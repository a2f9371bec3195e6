/// Shared error type used across the Jota crates.
#[derive(thiserror::Error, Debug)]
pub enum Error {
    #[error("IO: {0}")]
    Io(#[from] std::io::Error),

    #[error("JSON: {0}")]
    Json(#[from] serde_json::Error),

    #[error("HTTP: {0}")]
    Http(String),

    #[error("timeout: {0}")]
    Timeout(String),

    #[error("JotaDB: {0}")]
    Store(String),

    #[error("config: {0}")]
    Config(String),

    #[error("auth: {0}")]
    Auth(String),

    #[error("{0}")]
    Other(String),
}

pub type Result<T> = std::result::Result<T, Error>;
::::::
Set down an exact copy of the entries above.

Task solution -
repository a2f9371bec3195e6
/// Shared error type used across the Jota crates.
#[derive(thiserror::Error, Debug)]
pub enum Error {
    #[error("IO: {0}")]
    Io(#[from] std::io::Error),

    #[error("JSON: {0}")]
    Json(#[from] serde_json::Error),

    #[error("HTTP: {0}")]
    Http(String),

    #[error("timeout: {0}")]
    Timeout(String),

    #[error("JotaDB: {0}")]
    Store(String),

    #[error("config: {0}")]
    Config(String),

    #[error("auth: {0}")]
    Auth(String),

    #[error("{0}")]
    Other(String),
}

pub type Result<T> = std::result::Result<T, Error>;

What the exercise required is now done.